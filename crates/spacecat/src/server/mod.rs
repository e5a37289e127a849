//! Gemini/Titan server: request model, routing, handler chains, TLS and the
//! accept loop.
//!
//! # Responsibilities
//! - Turn one TLS connection into one typed [`Request`] and one [`Response`].
//! - Hold the ordered route table and run matching handler chains.
//! - Bound Titan uploads to their declared size.

pub mod body;
pub mod dispatch;
pub mod handler;
pub mod listener;
pub mod middleware;
pub mod pattern;
pub mod request;
pub mod response;
pub mod router;
pub mod tls;

pub use body::TitanBody;
pub use dispatch::{
    serve_connection, Limits, DEFAULT_HANDLER_TIMEOUT, DEFAULT_MAX_UPLOAD_BYTES, DEFAULT_REQUEST_TIMEOUT,
};
pub use handler::{handler, BoxFuture, Handler, HandlerResult, SharedHandler};
pub use listener::GeminiServer;
pub use middleware::{require_cert, require_cert_fingerprint, require_token, titan_only};
pub use pattern::{PathPattern, PatternError};
pub use request::{ClientCertificate, Params, Request, RequestKind, TitanUpload};
pub use response::{Body, Response};
pub use router::{Affinity, Route, Router};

- - - - -

§ **WHAT THIS TASK INVOLVES**
Where in the entries does the word "middleware" occur? Copy out each line that has it.

§ **YOUR SOLUTION**
pub mod middleware;
pub use middleware::{require_cert, require_cert_fingerprint, require_token, titan_only};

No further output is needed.